Show every line from the entries that follow which holds the word "volume".
○ ○ ○
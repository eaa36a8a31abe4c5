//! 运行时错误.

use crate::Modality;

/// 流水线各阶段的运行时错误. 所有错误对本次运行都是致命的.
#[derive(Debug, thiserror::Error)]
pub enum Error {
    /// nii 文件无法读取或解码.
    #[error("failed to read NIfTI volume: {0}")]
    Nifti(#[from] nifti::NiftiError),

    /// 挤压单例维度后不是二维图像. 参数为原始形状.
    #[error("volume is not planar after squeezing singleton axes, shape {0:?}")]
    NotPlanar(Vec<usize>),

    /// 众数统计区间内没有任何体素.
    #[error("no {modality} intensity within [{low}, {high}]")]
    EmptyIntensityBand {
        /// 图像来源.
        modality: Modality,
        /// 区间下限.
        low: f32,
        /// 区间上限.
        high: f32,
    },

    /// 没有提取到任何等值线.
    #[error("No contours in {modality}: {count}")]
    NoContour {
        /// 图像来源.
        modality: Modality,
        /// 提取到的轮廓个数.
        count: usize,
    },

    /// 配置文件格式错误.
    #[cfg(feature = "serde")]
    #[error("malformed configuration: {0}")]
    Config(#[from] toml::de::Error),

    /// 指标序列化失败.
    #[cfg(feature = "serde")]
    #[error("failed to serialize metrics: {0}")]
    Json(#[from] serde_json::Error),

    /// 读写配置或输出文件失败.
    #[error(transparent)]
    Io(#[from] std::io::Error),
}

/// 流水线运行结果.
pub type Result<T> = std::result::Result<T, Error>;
○ ○ ○
- Response box:
    #[error("failed to read NIfTI volume: {0}")]
    #[error("volume is not planar after squeezing singleton axes, shape {0:?}")]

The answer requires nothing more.